The accepted Standard Model of the Big Bang theory is that the original "singularity" that birthed all matter -- the sum total of all matter in the universe, compressed to a mathematical point -- itself arose ex nihilo.

To claim that "matter always was" is to accept something other than the Standard Model -- perhaps an "oscillating universe" model. This, however, is simply one particular version of Steady State.

This doesn't answer my original question. Is MSK asking this out of ennui? Or is he simply maintaining a kind of healthy intellectual skepticism over certain claims by scientists? My question has to do with the motive of his question, and not with any particular nuance in its meaning.

There is no contradicton. For when I speculate about something: "Can it be that possibility X exists?" it implies that I don't know.
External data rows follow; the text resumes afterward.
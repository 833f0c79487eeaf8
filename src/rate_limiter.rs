//! Request pacing for the IMAP server
//!
//! Gmail throttles clients that fire commands back to back. The pacer spaces
//! remote requests at least `interval` apart:
//! - The first request goes out immediately
//! - Each later request waits until `interval` has passed since the previous one
//! - Waiting happens outside the lock so stats stay readable

use std::time::{Duration, Instant};
use tokio::sync::Mutex;
use tracing::{debug, trace};

/// Enforces a minimum delay between consecutive remote requests
#[derive(Debug)]
pub struct RequestPacer {
    inner: Mutex<PacerState>,
}

#[derive(Debug)]
struct PacerState {
    /// Minimum spacing between two requests
    interval: Duration,
    /// When the next request may start
    next_slot: Option<Instant>,
    /// Total requests admitted (for stats)
    total_requests: u64,
    /// Total time spent waiting (for stats)
    total_waited: Duration,
}

impl RequestPacer {
    /// Create a pacer that spaces requests `interval` apart
    pub fn new(interval: Duration) -> Self {
        Self {
            inner: Mutex::new(PacerState {
                interval,
                next_slot: None,
                total_requests: 0,
                total_waited: Duration::ZERO,
            }),
        }
    }

    /// Wait for the next request slot and claim it
    pub async fn acquire(&self) {
        let wait_time = {
            let mut state = self.inner.lock().await;
            let now = Instant::now();

            // Claim the slot while holding the lock so concurrent callers queue up
            let start = match state.next_slot {
                Some(slot) if slot > now => slot,
                _ => now,
            };
            state.next_slot = Some(start + state.interval);
            state.total_requests += 1;

            let wait = start.saturating_duration_since(now);
            state.total_waited += wait;

            trace!(
                "Request #{} scheduled in {:?} (interval {:?})",
                state.total_requests,
                wait,
                state.interval
            );
            wait
        };

        if !wait_time.is_zero() {
            debug!("Pacing remote request, waiting {:.3}s", wait_time.as_secs_f64());
            tokio::time::sleep(wait_time).await;
        }
    }

    /// Get current statistics about pacing
    pub async fn stats(&self) -> PacerStats {
        let state = self.inner.lock().await;
        PacerStats {
            interval: state.interval,
            total_requests: state.total_requests,
            total_waited: state.total_waited,
        }
    }
}

/// Statistics about pacing
#[derive(Debug, Clone)]
pub struct PacerStats {
    /// Configured spacing between requests
    pub interval: Duration,
    /// Requests admitted since creation
    pub total_requests: u64,
    /// Time spent waiting for slots
    pub total_waited: Duration,
}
It also implies skepticism toward those who do claim to know.

For if I knew, there would be no need to speculate anymore.

Outside of mathematics, we rarely, if ever, conclude things and act on the basis of 100% certainty. If the best science today is quite certain -- not 100% certain, but so what? --- that the entire mass of the universe was, at some time in the past, compressed into a point, and that this point itself arose ex nihilo -- what would be the motive for doubting this?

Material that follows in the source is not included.